■ **Your goal**:
In the entries that follow, copy exactly each line from the first through the line with "use std::time::Duration;".

■ **Exercise inputs**:
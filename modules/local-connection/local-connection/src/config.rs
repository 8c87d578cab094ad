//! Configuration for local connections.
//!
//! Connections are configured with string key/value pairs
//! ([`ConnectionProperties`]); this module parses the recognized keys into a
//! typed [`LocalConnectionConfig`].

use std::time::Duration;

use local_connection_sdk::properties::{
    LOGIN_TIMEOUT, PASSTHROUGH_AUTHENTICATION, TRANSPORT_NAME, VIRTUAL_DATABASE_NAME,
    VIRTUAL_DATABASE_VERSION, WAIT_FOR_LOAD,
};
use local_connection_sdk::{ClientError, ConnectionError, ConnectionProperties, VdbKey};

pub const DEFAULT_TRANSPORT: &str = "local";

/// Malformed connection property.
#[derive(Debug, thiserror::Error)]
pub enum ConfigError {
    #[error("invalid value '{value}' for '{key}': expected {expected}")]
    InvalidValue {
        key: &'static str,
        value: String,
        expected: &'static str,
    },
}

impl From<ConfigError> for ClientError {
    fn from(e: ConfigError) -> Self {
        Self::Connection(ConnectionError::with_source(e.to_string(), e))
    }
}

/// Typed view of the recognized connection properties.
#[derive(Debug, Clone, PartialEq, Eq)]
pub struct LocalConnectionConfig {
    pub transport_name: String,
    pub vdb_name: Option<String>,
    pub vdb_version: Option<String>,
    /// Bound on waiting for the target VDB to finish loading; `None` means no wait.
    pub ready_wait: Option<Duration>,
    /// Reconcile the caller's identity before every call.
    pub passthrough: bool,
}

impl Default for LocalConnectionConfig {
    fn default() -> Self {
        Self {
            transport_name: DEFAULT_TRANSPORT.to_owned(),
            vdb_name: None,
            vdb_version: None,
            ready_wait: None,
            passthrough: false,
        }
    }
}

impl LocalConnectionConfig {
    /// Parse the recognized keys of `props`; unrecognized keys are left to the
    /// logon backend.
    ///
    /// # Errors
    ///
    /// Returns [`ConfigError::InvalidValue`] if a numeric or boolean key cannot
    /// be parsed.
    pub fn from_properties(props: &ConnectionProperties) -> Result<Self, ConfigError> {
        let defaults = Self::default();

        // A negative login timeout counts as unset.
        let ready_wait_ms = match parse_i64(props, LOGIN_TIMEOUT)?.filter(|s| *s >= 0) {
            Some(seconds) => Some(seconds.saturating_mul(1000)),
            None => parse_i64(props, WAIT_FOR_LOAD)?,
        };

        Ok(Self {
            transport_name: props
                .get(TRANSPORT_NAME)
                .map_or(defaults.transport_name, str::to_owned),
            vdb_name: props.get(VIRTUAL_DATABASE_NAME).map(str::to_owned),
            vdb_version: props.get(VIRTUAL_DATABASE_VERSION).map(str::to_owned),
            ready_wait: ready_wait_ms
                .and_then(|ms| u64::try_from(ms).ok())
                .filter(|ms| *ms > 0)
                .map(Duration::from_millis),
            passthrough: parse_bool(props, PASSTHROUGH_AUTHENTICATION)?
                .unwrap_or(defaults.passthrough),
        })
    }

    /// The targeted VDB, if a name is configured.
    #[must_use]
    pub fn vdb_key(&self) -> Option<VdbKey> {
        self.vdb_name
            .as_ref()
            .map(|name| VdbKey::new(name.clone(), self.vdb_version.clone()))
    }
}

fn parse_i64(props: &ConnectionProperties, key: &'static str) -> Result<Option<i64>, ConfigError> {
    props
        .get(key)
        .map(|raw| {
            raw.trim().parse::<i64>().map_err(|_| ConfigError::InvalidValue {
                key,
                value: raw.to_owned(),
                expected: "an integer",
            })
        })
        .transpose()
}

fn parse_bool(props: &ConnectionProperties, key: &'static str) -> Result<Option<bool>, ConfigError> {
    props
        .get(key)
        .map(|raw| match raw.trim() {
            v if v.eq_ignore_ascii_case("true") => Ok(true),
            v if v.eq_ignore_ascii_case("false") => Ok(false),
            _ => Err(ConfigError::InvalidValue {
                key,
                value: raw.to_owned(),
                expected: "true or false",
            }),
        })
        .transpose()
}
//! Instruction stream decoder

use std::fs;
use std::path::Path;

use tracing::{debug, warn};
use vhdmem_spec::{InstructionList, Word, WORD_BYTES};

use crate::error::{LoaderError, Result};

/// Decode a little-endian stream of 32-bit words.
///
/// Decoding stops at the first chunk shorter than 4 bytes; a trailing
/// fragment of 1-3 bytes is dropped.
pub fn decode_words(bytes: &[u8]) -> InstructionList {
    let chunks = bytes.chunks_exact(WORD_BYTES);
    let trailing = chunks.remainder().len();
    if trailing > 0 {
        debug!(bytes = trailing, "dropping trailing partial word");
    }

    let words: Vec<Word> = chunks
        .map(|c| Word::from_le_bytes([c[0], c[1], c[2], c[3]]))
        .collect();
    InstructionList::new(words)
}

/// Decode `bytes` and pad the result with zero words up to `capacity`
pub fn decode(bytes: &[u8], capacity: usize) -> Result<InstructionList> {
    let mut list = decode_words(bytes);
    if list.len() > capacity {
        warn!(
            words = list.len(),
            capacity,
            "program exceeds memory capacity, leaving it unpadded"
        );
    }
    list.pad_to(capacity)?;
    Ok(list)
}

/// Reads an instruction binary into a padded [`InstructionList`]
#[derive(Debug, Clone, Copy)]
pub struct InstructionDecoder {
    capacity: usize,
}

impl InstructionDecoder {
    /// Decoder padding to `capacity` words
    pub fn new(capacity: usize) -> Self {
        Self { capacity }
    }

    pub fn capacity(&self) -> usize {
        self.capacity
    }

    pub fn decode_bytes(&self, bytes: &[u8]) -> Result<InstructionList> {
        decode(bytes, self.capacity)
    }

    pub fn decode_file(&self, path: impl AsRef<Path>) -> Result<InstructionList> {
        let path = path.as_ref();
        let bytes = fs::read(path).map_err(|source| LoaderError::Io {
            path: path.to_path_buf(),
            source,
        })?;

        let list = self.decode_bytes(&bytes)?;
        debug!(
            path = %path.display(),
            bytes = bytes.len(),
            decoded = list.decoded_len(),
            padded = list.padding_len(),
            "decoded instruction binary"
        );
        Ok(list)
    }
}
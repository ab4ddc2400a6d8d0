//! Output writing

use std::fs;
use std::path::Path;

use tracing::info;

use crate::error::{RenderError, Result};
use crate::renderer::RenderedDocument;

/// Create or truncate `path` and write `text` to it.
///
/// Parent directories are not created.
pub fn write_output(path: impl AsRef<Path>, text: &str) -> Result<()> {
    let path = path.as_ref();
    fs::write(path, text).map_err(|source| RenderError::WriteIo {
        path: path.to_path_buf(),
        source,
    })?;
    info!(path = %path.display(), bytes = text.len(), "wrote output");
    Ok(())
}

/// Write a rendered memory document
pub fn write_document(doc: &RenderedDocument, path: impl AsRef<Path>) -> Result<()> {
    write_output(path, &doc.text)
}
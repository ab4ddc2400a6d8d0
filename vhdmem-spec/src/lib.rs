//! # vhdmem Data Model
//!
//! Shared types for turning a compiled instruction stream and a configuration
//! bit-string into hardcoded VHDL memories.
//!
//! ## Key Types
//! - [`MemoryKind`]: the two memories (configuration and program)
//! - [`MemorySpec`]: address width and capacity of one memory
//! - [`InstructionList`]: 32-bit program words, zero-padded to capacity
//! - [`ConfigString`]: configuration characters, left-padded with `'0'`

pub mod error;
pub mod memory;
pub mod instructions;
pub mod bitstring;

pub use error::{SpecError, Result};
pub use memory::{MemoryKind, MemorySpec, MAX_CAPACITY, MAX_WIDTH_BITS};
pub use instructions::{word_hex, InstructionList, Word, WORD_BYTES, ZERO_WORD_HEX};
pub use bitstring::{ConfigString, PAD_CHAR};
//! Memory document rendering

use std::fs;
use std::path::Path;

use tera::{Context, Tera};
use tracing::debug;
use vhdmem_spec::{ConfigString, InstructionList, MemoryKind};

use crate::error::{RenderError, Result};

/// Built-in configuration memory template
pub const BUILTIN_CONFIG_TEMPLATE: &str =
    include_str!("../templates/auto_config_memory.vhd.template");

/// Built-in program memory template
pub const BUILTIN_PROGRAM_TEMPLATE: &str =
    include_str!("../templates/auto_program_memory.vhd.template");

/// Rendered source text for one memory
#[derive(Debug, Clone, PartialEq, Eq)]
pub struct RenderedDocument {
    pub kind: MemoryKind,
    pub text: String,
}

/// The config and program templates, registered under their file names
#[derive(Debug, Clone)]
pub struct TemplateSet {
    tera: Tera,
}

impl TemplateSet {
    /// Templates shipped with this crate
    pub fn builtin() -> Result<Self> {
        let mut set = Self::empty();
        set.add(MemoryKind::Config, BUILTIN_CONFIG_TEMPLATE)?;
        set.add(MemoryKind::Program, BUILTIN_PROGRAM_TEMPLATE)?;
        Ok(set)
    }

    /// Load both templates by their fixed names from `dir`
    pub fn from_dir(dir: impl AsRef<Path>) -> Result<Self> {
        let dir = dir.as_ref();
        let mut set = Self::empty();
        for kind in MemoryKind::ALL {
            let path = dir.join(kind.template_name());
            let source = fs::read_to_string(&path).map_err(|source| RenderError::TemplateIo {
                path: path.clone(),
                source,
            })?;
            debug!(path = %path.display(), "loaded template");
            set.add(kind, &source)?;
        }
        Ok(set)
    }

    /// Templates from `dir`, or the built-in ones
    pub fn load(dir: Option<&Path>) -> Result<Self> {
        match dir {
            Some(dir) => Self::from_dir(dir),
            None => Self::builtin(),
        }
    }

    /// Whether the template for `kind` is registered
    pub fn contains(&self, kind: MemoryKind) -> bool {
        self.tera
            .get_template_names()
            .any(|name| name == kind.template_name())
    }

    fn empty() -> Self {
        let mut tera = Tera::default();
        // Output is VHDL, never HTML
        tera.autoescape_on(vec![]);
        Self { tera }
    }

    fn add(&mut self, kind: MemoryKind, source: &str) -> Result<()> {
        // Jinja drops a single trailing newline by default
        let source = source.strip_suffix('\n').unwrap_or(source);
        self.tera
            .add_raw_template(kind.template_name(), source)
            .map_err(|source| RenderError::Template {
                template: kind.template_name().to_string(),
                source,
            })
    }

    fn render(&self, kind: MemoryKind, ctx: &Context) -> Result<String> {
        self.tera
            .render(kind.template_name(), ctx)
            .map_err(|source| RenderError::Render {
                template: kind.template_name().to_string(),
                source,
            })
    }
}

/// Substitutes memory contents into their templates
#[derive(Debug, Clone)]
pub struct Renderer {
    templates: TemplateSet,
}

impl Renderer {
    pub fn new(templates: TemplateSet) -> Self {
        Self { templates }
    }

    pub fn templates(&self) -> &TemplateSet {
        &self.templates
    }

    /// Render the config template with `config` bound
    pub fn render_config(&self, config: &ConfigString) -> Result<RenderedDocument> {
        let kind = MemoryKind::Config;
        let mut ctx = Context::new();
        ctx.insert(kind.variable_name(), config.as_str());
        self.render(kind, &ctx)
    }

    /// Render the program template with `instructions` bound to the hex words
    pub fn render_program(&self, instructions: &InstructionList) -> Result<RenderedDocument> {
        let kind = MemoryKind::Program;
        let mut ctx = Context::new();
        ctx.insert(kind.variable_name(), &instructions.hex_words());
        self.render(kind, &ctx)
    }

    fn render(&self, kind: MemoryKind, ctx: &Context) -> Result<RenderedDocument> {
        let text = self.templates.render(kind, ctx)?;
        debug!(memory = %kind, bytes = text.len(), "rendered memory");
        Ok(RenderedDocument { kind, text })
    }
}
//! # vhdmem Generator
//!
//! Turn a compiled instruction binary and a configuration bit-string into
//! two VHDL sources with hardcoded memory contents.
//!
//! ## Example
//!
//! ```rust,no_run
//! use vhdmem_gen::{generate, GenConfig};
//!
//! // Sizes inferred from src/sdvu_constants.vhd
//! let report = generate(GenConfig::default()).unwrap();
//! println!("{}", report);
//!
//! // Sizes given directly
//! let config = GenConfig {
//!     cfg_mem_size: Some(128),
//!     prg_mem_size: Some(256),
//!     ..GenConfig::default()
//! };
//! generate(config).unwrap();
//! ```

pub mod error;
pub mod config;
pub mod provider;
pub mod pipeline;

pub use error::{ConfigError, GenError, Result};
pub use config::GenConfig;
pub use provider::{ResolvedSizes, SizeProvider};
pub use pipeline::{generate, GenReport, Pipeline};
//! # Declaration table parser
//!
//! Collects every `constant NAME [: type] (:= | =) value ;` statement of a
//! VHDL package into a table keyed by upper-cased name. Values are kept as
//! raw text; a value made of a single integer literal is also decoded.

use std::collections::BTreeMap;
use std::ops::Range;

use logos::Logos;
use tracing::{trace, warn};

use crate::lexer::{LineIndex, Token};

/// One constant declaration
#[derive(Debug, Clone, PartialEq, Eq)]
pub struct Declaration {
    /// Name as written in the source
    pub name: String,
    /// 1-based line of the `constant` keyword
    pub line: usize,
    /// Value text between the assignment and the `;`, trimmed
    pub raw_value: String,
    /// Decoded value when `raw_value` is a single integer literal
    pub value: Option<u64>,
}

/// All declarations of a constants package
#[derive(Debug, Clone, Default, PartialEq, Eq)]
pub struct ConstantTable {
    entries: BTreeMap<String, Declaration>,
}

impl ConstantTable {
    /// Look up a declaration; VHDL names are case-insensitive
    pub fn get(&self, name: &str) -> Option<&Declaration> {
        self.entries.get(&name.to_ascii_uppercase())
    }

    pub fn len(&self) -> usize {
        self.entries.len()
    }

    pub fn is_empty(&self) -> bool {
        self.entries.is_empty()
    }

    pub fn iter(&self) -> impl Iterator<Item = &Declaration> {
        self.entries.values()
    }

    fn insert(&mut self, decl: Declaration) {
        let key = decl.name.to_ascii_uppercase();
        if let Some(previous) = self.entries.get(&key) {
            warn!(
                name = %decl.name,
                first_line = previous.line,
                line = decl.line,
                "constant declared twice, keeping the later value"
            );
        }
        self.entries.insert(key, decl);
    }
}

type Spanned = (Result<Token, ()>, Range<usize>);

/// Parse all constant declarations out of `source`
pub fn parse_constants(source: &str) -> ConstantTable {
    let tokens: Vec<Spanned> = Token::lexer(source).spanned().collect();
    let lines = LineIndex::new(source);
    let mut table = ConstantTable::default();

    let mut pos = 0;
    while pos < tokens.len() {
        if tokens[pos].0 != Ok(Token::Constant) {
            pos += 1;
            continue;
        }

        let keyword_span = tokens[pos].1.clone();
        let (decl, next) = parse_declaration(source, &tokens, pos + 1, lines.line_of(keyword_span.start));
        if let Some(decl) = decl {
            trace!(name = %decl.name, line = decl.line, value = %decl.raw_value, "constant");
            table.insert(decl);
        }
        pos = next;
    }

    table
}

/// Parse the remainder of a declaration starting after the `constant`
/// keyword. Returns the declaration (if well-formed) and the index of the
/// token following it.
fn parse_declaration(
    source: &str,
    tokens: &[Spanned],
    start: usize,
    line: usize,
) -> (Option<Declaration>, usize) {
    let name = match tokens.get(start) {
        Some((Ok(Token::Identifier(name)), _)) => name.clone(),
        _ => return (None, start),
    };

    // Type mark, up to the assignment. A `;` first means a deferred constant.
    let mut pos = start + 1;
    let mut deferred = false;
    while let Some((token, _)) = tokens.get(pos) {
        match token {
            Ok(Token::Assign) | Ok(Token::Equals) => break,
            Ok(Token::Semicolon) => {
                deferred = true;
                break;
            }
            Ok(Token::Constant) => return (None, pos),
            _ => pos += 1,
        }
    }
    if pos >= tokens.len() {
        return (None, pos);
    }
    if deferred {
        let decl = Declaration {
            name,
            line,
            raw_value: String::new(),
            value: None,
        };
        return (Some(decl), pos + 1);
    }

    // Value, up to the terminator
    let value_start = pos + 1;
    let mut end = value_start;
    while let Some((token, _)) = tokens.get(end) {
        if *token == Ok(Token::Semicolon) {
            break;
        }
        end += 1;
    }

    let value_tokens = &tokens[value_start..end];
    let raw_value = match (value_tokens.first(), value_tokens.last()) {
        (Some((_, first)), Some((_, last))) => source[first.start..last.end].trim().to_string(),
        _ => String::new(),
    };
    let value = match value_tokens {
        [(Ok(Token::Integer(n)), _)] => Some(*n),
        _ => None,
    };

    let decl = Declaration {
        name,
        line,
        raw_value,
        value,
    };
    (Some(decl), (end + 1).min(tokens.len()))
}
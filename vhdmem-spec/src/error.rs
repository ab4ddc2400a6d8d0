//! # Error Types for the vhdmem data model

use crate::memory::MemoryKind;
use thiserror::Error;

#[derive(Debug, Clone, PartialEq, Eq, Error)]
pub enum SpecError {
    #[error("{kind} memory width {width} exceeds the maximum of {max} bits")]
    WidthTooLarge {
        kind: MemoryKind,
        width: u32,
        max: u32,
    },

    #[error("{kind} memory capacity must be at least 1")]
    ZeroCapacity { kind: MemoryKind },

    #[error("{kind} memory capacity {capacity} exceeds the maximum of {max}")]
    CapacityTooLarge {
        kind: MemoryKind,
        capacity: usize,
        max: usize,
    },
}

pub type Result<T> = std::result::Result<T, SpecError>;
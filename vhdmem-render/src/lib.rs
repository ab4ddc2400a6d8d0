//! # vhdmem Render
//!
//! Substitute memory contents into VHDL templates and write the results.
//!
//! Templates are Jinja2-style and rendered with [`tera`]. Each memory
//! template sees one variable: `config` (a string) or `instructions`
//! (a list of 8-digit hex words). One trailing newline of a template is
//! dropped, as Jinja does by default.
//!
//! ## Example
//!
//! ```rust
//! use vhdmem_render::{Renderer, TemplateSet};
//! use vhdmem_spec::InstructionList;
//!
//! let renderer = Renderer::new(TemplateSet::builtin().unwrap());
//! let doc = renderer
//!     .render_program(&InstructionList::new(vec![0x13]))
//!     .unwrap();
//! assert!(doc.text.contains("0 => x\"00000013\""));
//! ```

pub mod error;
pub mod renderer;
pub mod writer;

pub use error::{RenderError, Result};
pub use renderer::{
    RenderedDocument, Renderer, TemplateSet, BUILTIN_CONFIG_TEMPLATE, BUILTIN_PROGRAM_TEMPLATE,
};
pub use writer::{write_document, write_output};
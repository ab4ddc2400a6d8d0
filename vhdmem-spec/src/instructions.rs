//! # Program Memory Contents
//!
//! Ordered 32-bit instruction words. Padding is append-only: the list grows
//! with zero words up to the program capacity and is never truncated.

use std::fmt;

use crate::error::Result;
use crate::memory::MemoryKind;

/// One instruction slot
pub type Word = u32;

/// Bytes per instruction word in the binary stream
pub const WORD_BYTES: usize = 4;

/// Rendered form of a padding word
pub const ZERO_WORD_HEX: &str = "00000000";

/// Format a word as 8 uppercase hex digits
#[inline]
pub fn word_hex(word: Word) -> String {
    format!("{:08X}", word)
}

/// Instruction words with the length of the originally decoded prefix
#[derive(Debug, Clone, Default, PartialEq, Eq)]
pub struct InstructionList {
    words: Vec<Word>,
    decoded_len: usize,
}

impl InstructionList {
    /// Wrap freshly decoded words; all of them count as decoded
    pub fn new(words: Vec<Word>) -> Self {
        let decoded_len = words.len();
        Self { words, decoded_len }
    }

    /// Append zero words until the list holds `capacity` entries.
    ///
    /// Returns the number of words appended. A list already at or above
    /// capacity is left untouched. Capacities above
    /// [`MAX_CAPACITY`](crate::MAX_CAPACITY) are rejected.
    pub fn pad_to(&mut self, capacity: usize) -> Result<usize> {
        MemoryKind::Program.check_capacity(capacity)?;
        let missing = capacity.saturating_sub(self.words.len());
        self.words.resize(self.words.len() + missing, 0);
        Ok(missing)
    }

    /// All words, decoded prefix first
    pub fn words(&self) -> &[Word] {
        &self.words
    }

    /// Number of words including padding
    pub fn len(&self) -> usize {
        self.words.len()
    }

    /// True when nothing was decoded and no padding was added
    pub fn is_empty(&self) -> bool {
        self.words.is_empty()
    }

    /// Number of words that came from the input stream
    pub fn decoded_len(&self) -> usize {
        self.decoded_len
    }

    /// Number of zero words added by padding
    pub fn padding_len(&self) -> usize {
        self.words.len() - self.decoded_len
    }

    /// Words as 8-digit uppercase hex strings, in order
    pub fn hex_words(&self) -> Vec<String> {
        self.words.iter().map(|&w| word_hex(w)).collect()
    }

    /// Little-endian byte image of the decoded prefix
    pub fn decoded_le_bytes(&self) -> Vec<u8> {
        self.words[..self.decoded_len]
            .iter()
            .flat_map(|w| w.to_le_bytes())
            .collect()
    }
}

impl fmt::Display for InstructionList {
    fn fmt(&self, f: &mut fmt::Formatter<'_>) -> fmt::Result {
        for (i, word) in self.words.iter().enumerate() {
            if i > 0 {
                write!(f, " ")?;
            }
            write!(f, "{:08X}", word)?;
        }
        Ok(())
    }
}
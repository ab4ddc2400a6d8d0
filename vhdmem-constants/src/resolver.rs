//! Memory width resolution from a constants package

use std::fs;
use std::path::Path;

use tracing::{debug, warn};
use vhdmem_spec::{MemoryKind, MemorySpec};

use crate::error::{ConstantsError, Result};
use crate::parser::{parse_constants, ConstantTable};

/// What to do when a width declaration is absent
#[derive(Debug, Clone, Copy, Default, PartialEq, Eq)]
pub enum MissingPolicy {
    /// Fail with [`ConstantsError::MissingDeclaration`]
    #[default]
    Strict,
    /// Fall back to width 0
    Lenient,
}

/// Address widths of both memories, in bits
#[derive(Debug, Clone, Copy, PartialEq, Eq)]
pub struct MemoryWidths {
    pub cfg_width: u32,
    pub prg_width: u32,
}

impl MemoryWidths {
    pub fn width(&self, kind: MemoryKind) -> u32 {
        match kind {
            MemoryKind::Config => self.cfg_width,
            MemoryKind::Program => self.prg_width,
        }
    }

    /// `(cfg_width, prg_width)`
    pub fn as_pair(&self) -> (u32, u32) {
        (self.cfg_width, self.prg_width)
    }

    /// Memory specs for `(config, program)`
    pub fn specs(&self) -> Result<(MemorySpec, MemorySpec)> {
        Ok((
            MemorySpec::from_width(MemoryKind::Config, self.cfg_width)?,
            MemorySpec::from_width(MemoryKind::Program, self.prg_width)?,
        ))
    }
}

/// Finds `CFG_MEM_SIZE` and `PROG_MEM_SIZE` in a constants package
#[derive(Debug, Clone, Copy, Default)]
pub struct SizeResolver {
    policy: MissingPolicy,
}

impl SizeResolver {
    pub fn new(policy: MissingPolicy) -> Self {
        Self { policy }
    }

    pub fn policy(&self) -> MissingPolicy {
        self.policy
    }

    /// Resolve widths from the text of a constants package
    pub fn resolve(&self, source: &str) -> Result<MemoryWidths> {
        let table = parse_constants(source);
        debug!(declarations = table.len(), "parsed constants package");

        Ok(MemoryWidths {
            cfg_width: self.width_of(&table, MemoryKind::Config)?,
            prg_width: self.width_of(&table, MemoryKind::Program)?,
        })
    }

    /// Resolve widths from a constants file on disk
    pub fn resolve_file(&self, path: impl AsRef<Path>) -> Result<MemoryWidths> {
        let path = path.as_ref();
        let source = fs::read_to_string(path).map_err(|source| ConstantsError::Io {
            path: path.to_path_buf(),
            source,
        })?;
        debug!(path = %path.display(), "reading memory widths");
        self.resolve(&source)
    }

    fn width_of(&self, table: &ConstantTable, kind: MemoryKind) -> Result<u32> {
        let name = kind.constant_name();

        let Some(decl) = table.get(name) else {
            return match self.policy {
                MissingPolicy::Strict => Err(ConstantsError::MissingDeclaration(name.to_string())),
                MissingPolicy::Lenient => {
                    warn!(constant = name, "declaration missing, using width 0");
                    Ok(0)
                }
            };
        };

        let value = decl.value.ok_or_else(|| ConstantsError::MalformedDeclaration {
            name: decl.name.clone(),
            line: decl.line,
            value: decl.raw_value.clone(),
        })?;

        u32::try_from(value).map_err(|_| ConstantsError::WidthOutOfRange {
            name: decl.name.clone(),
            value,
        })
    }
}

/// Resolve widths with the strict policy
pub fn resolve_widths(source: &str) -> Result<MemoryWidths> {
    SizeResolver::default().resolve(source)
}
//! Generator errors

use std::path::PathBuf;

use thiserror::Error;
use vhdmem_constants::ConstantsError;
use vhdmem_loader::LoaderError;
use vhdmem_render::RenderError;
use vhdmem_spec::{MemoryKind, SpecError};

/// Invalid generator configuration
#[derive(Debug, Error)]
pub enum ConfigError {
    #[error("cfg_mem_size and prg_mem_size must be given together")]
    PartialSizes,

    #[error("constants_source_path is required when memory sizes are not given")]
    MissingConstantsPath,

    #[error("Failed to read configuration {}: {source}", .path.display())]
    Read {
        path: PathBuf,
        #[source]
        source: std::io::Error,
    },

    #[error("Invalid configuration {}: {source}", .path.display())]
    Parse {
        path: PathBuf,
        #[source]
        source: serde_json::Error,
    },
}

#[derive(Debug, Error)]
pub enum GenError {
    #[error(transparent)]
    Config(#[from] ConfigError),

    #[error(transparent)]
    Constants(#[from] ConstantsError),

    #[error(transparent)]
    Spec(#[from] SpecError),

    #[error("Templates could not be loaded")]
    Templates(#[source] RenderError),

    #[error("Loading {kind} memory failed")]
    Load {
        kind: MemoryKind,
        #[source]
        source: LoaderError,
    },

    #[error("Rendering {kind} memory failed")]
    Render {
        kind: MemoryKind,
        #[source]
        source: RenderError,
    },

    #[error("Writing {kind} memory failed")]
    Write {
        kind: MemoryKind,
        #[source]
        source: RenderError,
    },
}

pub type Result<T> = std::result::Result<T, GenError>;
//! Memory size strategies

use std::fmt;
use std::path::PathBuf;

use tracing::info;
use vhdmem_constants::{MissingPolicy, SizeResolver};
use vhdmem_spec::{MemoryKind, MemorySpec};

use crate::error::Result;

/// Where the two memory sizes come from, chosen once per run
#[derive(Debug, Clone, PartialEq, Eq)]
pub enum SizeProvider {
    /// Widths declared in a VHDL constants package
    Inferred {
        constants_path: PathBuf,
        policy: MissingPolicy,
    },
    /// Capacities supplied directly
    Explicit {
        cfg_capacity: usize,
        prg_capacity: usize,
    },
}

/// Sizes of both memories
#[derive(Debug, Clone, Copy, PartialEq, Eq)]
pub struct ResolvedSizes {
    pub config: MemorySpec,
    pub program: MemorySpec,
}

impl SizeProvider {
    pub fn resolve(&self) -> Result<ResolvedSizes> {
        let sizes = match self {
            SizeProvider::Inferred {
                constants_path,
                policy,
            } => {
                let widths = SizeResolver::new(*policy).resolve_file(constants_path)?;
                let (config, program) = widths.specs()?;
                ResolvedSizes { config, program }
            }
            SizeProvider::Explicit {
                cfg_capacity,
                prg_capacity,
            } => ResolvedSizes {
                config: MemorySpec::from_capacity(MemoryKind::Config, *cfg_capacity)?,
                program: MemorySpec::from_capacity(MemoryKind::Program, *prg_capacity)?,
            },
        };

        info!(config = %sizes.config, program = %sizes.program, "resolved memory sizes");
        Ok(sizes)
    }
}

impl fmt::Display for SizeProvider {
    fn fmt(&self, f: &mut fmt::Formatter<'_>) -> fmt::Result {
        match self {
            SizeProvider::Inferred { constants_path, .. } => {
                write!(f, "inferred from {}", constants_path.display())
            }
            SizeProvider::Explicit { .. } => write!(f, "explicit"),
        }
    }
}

■ **Response**:
filename modules/local-connection/local-connection/src/config.rs
repository 8c87d578cab094ad
//! Configuration for local connections.
//!
//! Connections are configured with string key/value pairs
//! ([`ConnectionProperties`]); this module parses the recognized keys into a
//! typed [`LocalConnectionConfig`].

use std::time::Duration;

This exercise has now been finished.